The EY CEO survey 2022 also showed that the ongoing geopolitical tensions are also making Indian CEOs to readjust their supply chains to manage geopolitical risks or reduce logistic costs and uncertainty.
The survey also showed the growing importance of environment, sustainability and governance in the agenda of chief executives with 78% of the respondents identifying these factors as extremely important or important, when it comes to strategic decision making.

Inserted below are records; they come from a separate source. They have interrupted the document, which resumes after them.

//! Order Routing
//!
//! Async boundary between the order store and the broker. The store lock is
//! held only to read or mutate orders; every broker call happens with the
//! lock released.

use std::sync::Arc;

use log::{info, warn};
use meridian_core::{Order, OrderId, OrderRequest, OrderStatus};
use meridian_ports::{Broker, Clock, OrderAck, OrderTicket};
use tokio::sync::Mutex;

use crate::error::{Error, Result};
use crate::lifecycle::OrderManager;

fn ticket(order: &Order) -> OrderTicket {
    OrderTicket {
        client_order_id: order.client_order_id.clone(),
        symbol: order.symbol.clone(),
        side: order.side,
        quantity: order.quantity,
        order_type: order.order_type,
        limit_price: order.limit_price,
        stop_price: order.stop_price,
        time_in_force: order.time_in_force,
    }
}

/// Reconcile a stored order with a broker acknowledgement
fn apply_ack(orders: &mut OrderManager, id: OrderId, ack: &OrderAck, clock: &dyn Clock) -> Result<()> {
    let now = clock.now();
    let status = orders.get(id).map(|o| o.status).ok_or(Error::OrderNotFound(id))?;

    if ack.status == OrderStatus::Rejected {
        if !status.is_terminal() {
            orders.reject(id, "rejected by broker", now)?;
        }
        return Ok(());
    }
    if status == OrderStatus::Pending {
        orders.mark_submitted(id, &ack.broker_order_id, now)?;
    }
    if let Some(avg_price) = ack.avg_price
        && ack.filled_qty > rust_decimal::Decimal::ZERO
    {
        orders.apply_cumulative_fill(id, ack.filled_qty, avg_price, now)?;
    }

    let status = orders.get(id).map(|o| o.status).ok_or(Error::OrderNotFound(id))?;
    match ack.status {
        OrderStatus::Canceled if status.is_active() => orders.cancel(id, now)?,
        OrderStatus::Expired if status.is_active() => orders.expire(id, now)?,
        _ => {}
    }
    Ok(())
}

/// Submits, cancels and reconciles orders against a broker
#[derive(Clone)]
pub struct OrderRouter {
    orders: Arc<Mutex<OrderManager>>,
    broker: Arc<dyn Broker>,
    clock: Arc<dyn Clock>,
}

impl OrderRouter {
    pub fn new(orders: Arc<Mutex<OrderManager>>, broker: Arc<dyn Broker>, clock: Arc<dyn Clock>) -> Self {
        Self { orders, broker, clock }
    }

    pub fn orders(&self) -> &Arc<Mutex<OrderManager>> {
        &self.orders
    }

    /// Create and place an order
    ///
    /// A broker error does not fail the call: the order is returned in
    /// `Rejected` with the broker's message. Validation failures are errors
    /// and never reach the store.
    pub async fn submit(&self, request: OrderRequest) -> Result<Order> {
        let (id, ticket) = {
            let mut orders = self.orders.lock().await;
            let id = orders.create(request, self.clock.now())?;
            let order = orders.get(id).ok_or(Error::OrderNotFound(id))?;
            (id, ticket(order))
        };

        let placed = self.broker.place_order(&ticket).await;

        let mut orders = self.orders.lock().await;
        match placed {
            Ok(ack) => {
                apply_ack(&mut orders, id, &ack, self.clock.as_ref())?;
                info!(
                    "[ORDER] {} placed as {} ({:?})",
                    ticket.client_order_id, ack.broker_order_id, ack.status
                );
            }
            Err(e) => {
                warn!("[ORDER] {} failed at broker: {}", ticket.client_order_id, e);
                orders.reject(id, &e.to_string(), self.clock.now())?;
            }
        }
        orders.get(id).cloned().ok_or(Error::OrderNotFound(id))
    }

    async fn broker_id(&self, id: OrderId) -> Result<String> {
        let orders = self.orders.lock().await;
        let order = orders.get(id).ok_or(Error::OrderNotFound(id))?;
        order.broker_order_id.clone().ok_or(Error::NotSubmitted(id))
    }

    /// Cancel at the broker, then reconcile with its final report
    pub async fn cancel(&self, id: OrderId) -> Result<Order> {
        let broker_id = self.broker_id(id).await?;
        self.broker.cancel_order(&broker_id).await?;
        let ack = self.broker.get_order(&broker_id).await?;

        let mut orders = self.orders.lock().await;
        apply_ack(&mut orders, id, &ack, self.clock.as_ref())?;
        let order = orders.get(id).cloned().ok_or(Error::OrderNotFound(id))?;
        if order.status.is_active() {
            // Broker confirmed the cancel but still reports the order live
            orders.cancel(id, self.clock.now())?;
            return orders.get(id).cloned().ok_or(Error::OrderNotFound(id));
        }
        Ok(order)
    }

    /// Poll the broker and apply any new fills or terminal status
    pub async fn sync(&self, id: OrderId) -> Result<Order> {
        let broker_id = self.broker_id(id).await?;
        let ack = self.broker.get_order(&broker_id).await?;

        let mut orders = self.orders.lock().await;
        apply_ack(&mut orders, id, &ack, self.clock.as_ref())?;
        orders.get(id).cloned().ok_or(Error::OrderNotFound(id))
    }
}

#[cfg(test)]
mod tests {
    use super::*;
    use async_trait::async_trait;
    use meridian_core::{AccountState, Side};
    use meridian_ports::{BrokerError, BrokerPosition, BrokerResult};
    use rust_decimal::Decimal;
    use rust_decimal_macros::dec;
    use std::sync::Mutex as StdMutex;

    struct FixedClock;

    impl Clock for FixedClock {
        fn now(&self) -> meridian_core::Timestamp {
            chrono::Utc::now()
        }

        fn name(&self) -> &str {
            "fixed"
        }
    }

    /// Scripted broker: returns queued acks or a fixed error
    struct ScriptedBroker {
        place: StdMutex<Vec<BrokerResult<OrderAck>>>,
        report: StdMutex<Option<OrderAck>>,
    }

    impl ScriptedBroker {
        fn new(place: Vec<BrokerResult<OrderAck>>) -> Self {
            Self {
                place: StdMutex::new(place),
                report: StdMutex::new(None),
            }
        }
    }

    #[async_trait]
    impl Broker for ScriptedBroker {
        async fn place_order(&self, _ticket: &OrderTicket) -> BrokerResult<OrderAck> {
            self.place.lock().unwrap().remove(0)
        }

        async fn cancel_order(&self, _id: &str) -> BrokerResult<()> {
            Ok(())
        }

        async fn get_order(&self, id: &str) -> BrokerResult<OrderAck> {
            self.report
                .lock()
                .unwrap()
                .clone()
                .ok_or_else(|| BrokerError::NotFound(id.to_string()))
        }

        async fn get_account(&self) -> BrokerResult<AccountState> {
            Ok(AccountState::with_cash(dec!(100000)))
        }

        async fn get_positions(&self) -> BrokerResult<Vec<BrokerPosition>> {
            Ok(Vec::new())
        }
    }

    fn router(broker: Arc<ScriptedBroker>) -> OrderRouter {
        OrderRouter::new(Arc::new(Mutex::new(OrderManager::new())), broker, Arc::new(FixedClock))
    }

    fn ack(status: OrderStatus, filled: Decimal, avg: Option<Decimal>) -> OrderAck {
        OrderAck {
            broker_order_id: "B-7".into(),
            status,
            filled_qty: filled,
            avg_price: avg,
        }
    }

    #[tokio::test]
    async fn test_submit_filled_immediately() {
        let broker = Arc::new(ScriptedBroker::new(vec![Ok(ack(
            OrderStatus::Filled,
            dec!(10),
            Some(dec!(50)),
        ))]));
        let order = router(broker)
            .submit(OrderRequest::market("AAPL", Side::Buy, dec!(10)))
            .await
            .unwrap();

        assert_eq!(order.status, OrderStatus::Filled);
        assert_eq!(order.broker_order_id.as_deref(), Some("B-7"));
        assert_eq!(order.filled_avg_price, Some(dec!(50)));
    }

    #[tokio::test]
    async fn test_broker_error_rejects_with_message() {
        let broker = Arc::new(ScriptedBroker::new(vec![Err(BrokerError::Rejected(
            "insufficient buying power".into(),
        ))]));
        let order = router(broker)
            .submit(OrderRequest::market("AAPL", Side::Buy, dec!(10)))
            .await
            .unwrap();

        assert_eq!(order.status, OrderStatus::Rejected);
        assert!(order.error_message.unwrap().contains("insufficient buying power"));
    }

    #[tokio::test]
    async fn test_sync_applies_later_fill() {
        let broker = Arc::new(ScriptedBroker::new(vec![Ok(ack(
            OrderStatus::Submitted,
            Decimal::ZERO,
            None,
        ))]));
        let router = router(broker.clone());
        let order = router
            .submit(OrderRequest::limit("AAPL", Side::Buy, dec!(10), dec!(49)))
            .await
            .unwrap();
        assert_eq!(order.status, OrderStatus::Submitted);

        *broker.report.lock().unwrap() = Some(ack(OrderStatus::PartiallyFilled, dec!(4), Some(dec!(49))));
        let order = router.sync(order.id).await.unwrap();
        assert_eq!(order.status, OrderStatus::PartiallyFilled);
        assert_eq!(order.filled_quantity, dec!(4));

        *broker.report.lock().unwrap() = Some(ack(OrderStatus::Canceled, dec!(4), Some(dec!(49))));
        let order = router.cancel(order.id).await.unwrap();
        assert_eq!(order.status, OrderStatus::Canceled);
        assert_eq!(order.filled_quantity, dec!(4));
    }
}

“There is no doubt that Indian CEOs are leading from the front to combat the challenges emanating from the pandemic and geopolitical tensions…They are increasingly looking at mergers and acquisitions as a lever for accelerating business transformation and long-term value creation," the statement said quoting Rajiv Memani, Chairman, EY India.
22% of Indian chief executives will undertake mergers and acquisitions for accessing technology, talent, new production capabilities or innovative start-ups, significantly higher than their global counterparts (14%), the statement said. 11% of the respondent CEOs plan to use their mergers and acquisition strategy to improve their sustainable footprint because of changing customer behaviour, the statement said.